Atrial Fibrillation (AFib)

Getting in the Rhythm

Atrial fibrillation (AFib) affects more than 2 million people in the United States and 15 percent of strokes are a result of untreated atrial fibrillation. Untreated AFib gives you a five times greater risk of stroke. Almost one in five strokes are caused by AFib.

But most people don’t know what AFib is, have never heard of it, and don't know whether they have it.

AFib is a condition where your heart beats irregularly. This causes your atria (the upper chambers of your heart) to beat too fast and irregularly -- to fibrillate -- preventing blood from being fully pumped out to your ventricles (the lower chambers of your heart). (Here is an animation of AFib.)

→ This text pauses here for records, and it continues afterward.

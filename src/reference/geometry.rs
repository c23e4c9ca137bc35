//! Prismatic geometry kernel.
//!
//! Every body is a profile extruded along +Z. Face 0 is the cap at `z = 0`,
//! face 1 the cap at `z = depth`, and face `2 + i` the side face swept by
//! profile edge `i`. The solid is a single cell, `CellId(0)`.

use std::cell::RefCell;
use std::collections::BTreeMap;
use std::rc::Rc;

use log::debug;

use crate::errors::{CaseError, ConfigurationError};
use crate::geometry::{Containment, Point, Profile};
use crate::registry::EntityKind;
use crate::services::{BodyHandle, CellId, FaceId, GeometryService};

/// Relative tolerance for probe hits, scaled by the body size.
const PROBE_TOLERANCE: f64 = 1.0e-6;

/// Extruded body.
#[derive(Clone, Debug, PartialEq)]
pub struct Prism {
    /// Name the body was created under.
    pub name: String,
    /// Cross-section.
    pub profile: Profile,
    /// Extrusion depth.
    pub depth: f64,
}

impl Prism {
    /// Absolute probe tolerance.
    #[must_use]
    pub fn tolerance(&self) -> f64 {
        PROBE_TOLERANCE * self.profile.characteristic_length().max(self.depth)
    }

    /// Faces touched by `probe`, in face order.
    #[must_use]
    pub fn faces_at(&self, probe: Point) -> Vec<FaceId> {
        let tol = self.tolerance();
        let planar = probe.planar();
        let mut faces = Vec::new();
        if probe.z < -tol || probe.z > self.depth + tol {
            return faces;
        }
        let section = self.profile.classify(planar, tol);
        if section != Containment::Outside {
            if probe.z.abs() <= tol {
                faces.push(FaceId(0));
            }
            if (probe.z - self.depth).abs() <= tol {
                faces.push(FaceId(1));
            }
        }
        faces.extend(
            (0..self.profile.edge_count())
                .filter(|&edge| self.profile.distance_to_edge(edge, planar) <= tol)
                .map(|edge| FaceId(2 + edge)),
        );
        faces
    }

    /// Whether `probe` lies in the solid or on its boundary.
    #[must_use]
    pub fn contains(&self, probe: Point) -> bool {
        let tol = self.tolerance();
        probe.z >= -tol
            && probe.z <= self.depth + tol
            && self.profile.classify(probe.planar(), tol) != Containment::Outside
    }
}

/// Bodies shared between the geometry kernel and the mesher.
pub type BodyTable = Rc<RefCell<BTreeMap<BodyHandle, Prism>>>;

/// Geometry service over extruded prisms.
#[derive(Debug, Default)]
pub struct ReferenceGeometry {
    /// Known bodies.
    bodies: BodyTable,
    /// Last handle issued.
    last_handle: u64,
}

impl ReferenceGeometry {
    /// Create a kernel with no bodies.
    #[must_use]
    pub fn new() -> Self {
        Self::default()
    }

    /// Table shared with the mesher.
    #[must_use]
    pub fn bodies(&self) -> BodyTable {
        Rc::clone(&self.bodies)
    }

    fn issue(&mut self, prism: Prism) -> BodyHandle {
        self.last_handle += 1;
        let handle = BodyHandle(self.last_handle);
        self.bodies.borrow_mut().insert(handle, prism);
        handle
    }

    fn with_prism<R>(
        &self,
        body: BodyHandle,
        f: impl FnOnce(&Prism) -> R,
    ) -> Result<R, CaseError> {
        self.bodies
            .borrow()
            .get(&body)
            .map(f)
            .ok_or_else(|| unknown_body(body))
    }
}

impl GeometryService for ReferenceGeometry {
    fn extrude(
        &mut self,
        name: &str,
        profile: &Profile,
        depth: f64,
    ) -> Result<BodyHandle, CaseError> {
        if !(depth > 0.0 && depth.is_finite()) {
            return Err(ConfigurationError::NonPositiveDepth { depth }.into());
        }
        let handle = self.issue(Prism {
            name: name.to_owned(),
            profile: profile.clone(),
            depth,
        });
        debug!(body = handle.0, name = name, depth = depth; "Extruded prism");
        Ok(handle)
    }

    fn copy_body(&mut self, body: BodyHandle) -> Result<BodyHandle, CaseError> {
        let prism = self.with_prism(body, Prism::clone)?;
        let handle = self.issue(prism);
        debug!(source = body.0, copy = handle.0; "Copied prism");
        Ok(handle)
    }

    fn volume(&self, body: BodyHandle) -> Result<f64, CaseError> {
        self.with_prism(body, |prism| prism.profile.area() * prism.depth)
    }

    fn cells(&self, body: BodyHandle) -> Result<Vec<CellId>, CaseError> {
        self.with_prism(body, |_| vec![CellId(0)])
    }

    fn faces_at(&self, body: BodyHandle, probe: Point) -> Result<Vec<FaceId>, CaseError> {
        self.with_prism(body, |prism| prism.faces_at(probe))
    }

    fn cells_at(&self, body: BodyHandle, probe: Point) -> Result<Vec<CellId>, CaseError> {
        self.with_prism(body, |prism| {
            if prism.contains(probe) {
                vec![CellId(0)]
            } else {
                Vec::new()
            }
        })
    }
}

/// Error for a handle the kernel never issued.
pub(crate) fn unknown_body(body: BodyHandle) -> CaseError {
    CaseError::not_found(EntityKind::Part, format!("body #{}", body.0))
}

#[cfg(test)]
mod tests {
    use approx::assert_relative_eq;

    use super::*;
    use crate::geometry::{point, point2};

    fn beam() -> (ReferenceGeometry, BodyHandle) {
        let mut geometry = ReferenceGeometry::new();
        let profile =
            Profile::rectangle(point2(0.1, 0.1), point2(0.3, -0.1)).expect("valid profile");
        let body = geometry
            .extrude("Beam", &profile, 5.0)
            .expect("extrusion succeeds");
        (geometry, body)
    }

    #[test]
    fn volume_is_area_times_depth() {
        let (geometry, body) = beam();
        assert_relative_eq!(geometry.volume(body).expect("known body"), 0.2, epsilon = 1.0e-12);
    }

    #[test]
    fn face_probes_resolve_caps_and_sides() {
        let (geometry, body) = beam();
        assert_eq!(
            geometry.faces_at(body, point(0.2, 0.0, 0.0)).expect("known body"),
            [FaceId(0)]
        );
        assert_eq!(
            geometry.faces_at(body, point(0.2, 0.0, 5.0)).expect("known body"),
            [FaceId(1)]
        );
        let top = geometry
            .faces_at(body, point(0.2, 0.1, 2.5))
            .expect("known body");
        assert_eq!(top.len(), 1);
        assert!(top[0].0 >= 2);
        assert!(geometry
            .faces_at(body, point(0.2, 0.0, 2.5))
            .expect("known body")
            .is_empty());
    }

    #[test]
    fn probes_on_edges_touch_two_faces() {
        let (geometry, body) = beam();
        assert_eq!(
            geometry
                .faces_at(body, point(0.3, 0.1, 2.5))
                .expect("known body")
                .len(),
            2
        );
        assert_eq!(
            geometry
                .faces_at(body, point(0.2, 0.1, 0.0))
                .expect("known body")
                .len(),
            2
        );
    }

    #[test]
    fn cells_contain_interior_points_only() {
        let (geometry, body) = beam();
        assert_eq!(
            geometry.cells_at(body, point(0.2, 0.0, 2.5)).expect("known body"),
            [CellId(0)]
        );
        assert!(geometry
            .cells_at(body, point(0.5, 0.0, 2.5))
            .expect("known body")
            .is_empty());
    }

    #[test]
    fn copies_are_independent_handles() {
        let (mut geometry, body) = beam();
        let copy = geometry.copy_body(body).expect("known body");
        assert_ne!(copy, body);
        assert_eq!(geometry.cells(copy).expect("copy known"), [CellId(0)]);
        assert_eq!(
            geometry.copy_body(BodyHandle(99)),
            Err(CaseError::not_found(EntityKind::Part, "body #99"))
        );
    }
}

When this happens, the blood can sometimes pool in your heart and form a blood clot. The clot can travel to your brain and cause a stroke. And because long-term AFib can lead to other heart issues, a AFib stroke is often a more serious stroke.

The symptoms of AFib
While some people with AFib have no symptoms, others may experience one or more of the following:
  • Racing, irregular heart
  • Fluttering in the chest
  • Heart palpitations
  • Dizziness
  • Shortness of breath
  • Chest pain
  • Weakness
  • Faintness
  • Fatigue when exercising
  • Sweating
Management of AFib
  • For stroke prevention, most people with AFib take older anticoagulants or the newer ones.
  • To control heart rate, most people take beta blockers.
  • To convert an irregular heartbeat to a normal heartbeat using electrical or chemical means, cardioversion is a noninvasive approach
  • AFib is a leading risk factor for stroke.
  • AFib is more common in people over age 60.
  • AFib is often asymptomatic, making it difficult for people to know that they have it.
  • AFib can be successfully managed with the help of a healthcare professional.
  • About 15% of all people who have strokes also have AFib.
  • Knowing about and properly managing your AFib can prevent you from having a stroke.
  • Up to 80% of strokes in people with AFib can be prevented.